Because these requirements signify and determine the knowledge, skills, and dispositions every Notre Dame student should have upon graduation, the University undertakes a thorough review of its core curriculum every 10 years.

That review process began in August 2014, when University President John I. Jenkins, C.S.C., and Provost Thomas G. Burish appointed a Decennial Core Curriculum Review Committee to review the current requirements and deliberate possible changes. The committee was co-chaired by John McGreevy, professor of history and I.A. O'Shaughnessy Dean of the College of Arts and Letters, and Michael Hildreth, professor of physics and associate dean for research and graduate studies in the College of Science; it also included 11 other faculty members from across the University. 

The committee was charged with with leading a campus-wide review of Notre Dame’s existing core curriculum, deliberating on possible changes to these general education requirements. The committee consulted as widely as possible, given the many faculty, students, programs, and departments directly involved in general education requirements. 

Throughout the 2014-15 academic year, committee members surveyed students and alumni, met with faculty groups across campus--including College Councils and the Faculty Senate, and hosted open forums for faculty in November 2014, January 2015, and February 2015. In spring 2015, the CCRC also requested that faculty in every academic department hold discussions about the current core curriculum and share ideas with the committee about how it might be improved. The committee issued a draft report in November 2015 based on its analysis of the ideas and feedback gathered during the 2014-15 academic year.

During the next phase of the core curriculum review—campus-wide faculty deliberation on the draft report through the spring 2016 semester—the committee encouraged every member of the faculty to read the report, consider it as a whole, and offer comments on how it might be improved. The draft report was presented for review to each college and school through its college council or equivalent body and each academic department was asked to submit comments to the committee. A number of outreach events took place, including a University-wide forum in February 2016.

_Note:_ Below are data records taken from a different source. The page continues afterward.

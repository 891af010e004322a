//! Hushline relay binary.
//!
//! # Usage
//!
//! ```bash
//! # In-memory relay (state lost on restart)
//! hushline-server --bind 0.0.0.0:7878
//!
//! # Durable relay
//! hushline-server --bind 0.0.0.0:7878 --db /var/lib/hushline/relay.redb
//! ```

use std::path::PathBuf;

use clap::Parser;
use hushline_server::{
    DriverConfig, MemoryStorage, RedbStorage, Server, ServerRuntimeConfig, Storage,
};
use tracing_subscriber::{EnvFilter, fmt, layer::SubscriberExt, util::SubscriberInitExt};

/// Hushline zero-knowledge relay
#[derive(Parser, Debug)]
#[command(name = "hushline-server")]
#[command(about = "Zero-knowledge end-to-end encrypted chat relay")]
#[command(version)]
struct Args {
    /// Address to bind to
    #[arg(short, long, default_value = "0.0.0.0:7878")]
    bind: String,

    /// Redb database file. Without it, state is kept in memory
    #[arg(long)]
    db: Option<PathBuf>,

    /// Maximum concurrent connections
    #[arg(long, default_value = "10000")]
    max_connections: usize,

    /// Log level (trace, debug, info, warn, error)
    #[arg(long, default_value = "info")]
    log_level: String,
}

#[tokio::main]
async fn main() -> Result<(), Box<dyn std::error::Error>> {
    let args = Args::parse();
    let filter =
        EnvFilter::try_from_default_env().unwrap_or_else(|_| EnvFilter::new(&args.log_level));

    tracing_subscriber::registry().with(fmt::layer()).with(filter).init();

    tracing::info!("Hushline relay starting");

    let config = ServerRuntimeConfig {
        bind_address: args.bind,
        driver: DriverConfig { max_connections: args.max_connections, ..Default::default() },
    };

    match args.db {
        Some(path) => {
            tracing::info!("using durable storage at {}", path.display());
            serve(config, RedbStorage::open(&path)?).await
        },
        None => {
            tracing::warn!("no --db given, relay state will not survive restart");
            serve(config, MemoryStorage::new()).await
        },
    }
}

async fn serve<S: Storage>(
    config: ServerRuntimeConfig,
    storage: S,
) -> Result<(), Box<dyn std::error::Error>> {
    let server = Server::bind(config, storage).await?;

    tracing::info!("Server listening on {}", server.local_addr()?);

    server.run().await?;

    Ok(())
}
//! Fuzz target for envelope unpacking
//!
//! Arbitrary wire fields must unpack to an error, never a panic. Anything
//! that unpacks and repacks cleanly must come back unchanged.

#![no_main]

use arbitrary::Arbitrary;
use hushline_proto::{Envelope, EnvelopeKind, WireEnvelope};
use libfuzzer_sys::fuzz_target;

#[derive(Debug, Arbitrary)]
struct Fields {
    ciphertext: String,
    nonce: String,
    salt: String,
    fallback: bool,
}

fuzz_target!(|fields: Fields| {
    let wire = WireEnvelope {
        ciphertext: fields.ciphertext,
        nonce: fields.nonce,
        salt: fields.salt,
        kind: if fields.fallback { EnvelopeKind::Fallback } else { EnvelopeKind::Text },
    };

    if let Ok(envelope) = Envelope::unpack(&wire) {
        // A sealed nonce whose encoding spells the fallback marker is the one
        // repack that cannot unpack again
        if let Ok(again) = Envelope::unpack(&envelope.pack()) {
            assert_eq!(again, envelope);
        }
    }
});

Taking into account all assessments and comments gathered, the committee issued a final report in August 2016, which was presented to each College Council (or equivalent body), Faculty Senate, Academic Council, and, ultimately, the University president during the fall 2016 semester.

On November 7, 2016, the Academic Council made a few minor, friendly amendments and approved this final version of the report. It contains the most significant changes to Notre Dame’s core curriculum since the late 1960s. The next step is a transition committee that will be charged with moving the implementation process forward. The goal is for the new core curriculum to be in place for the undergraduates entering Notre Dame in fall 2018.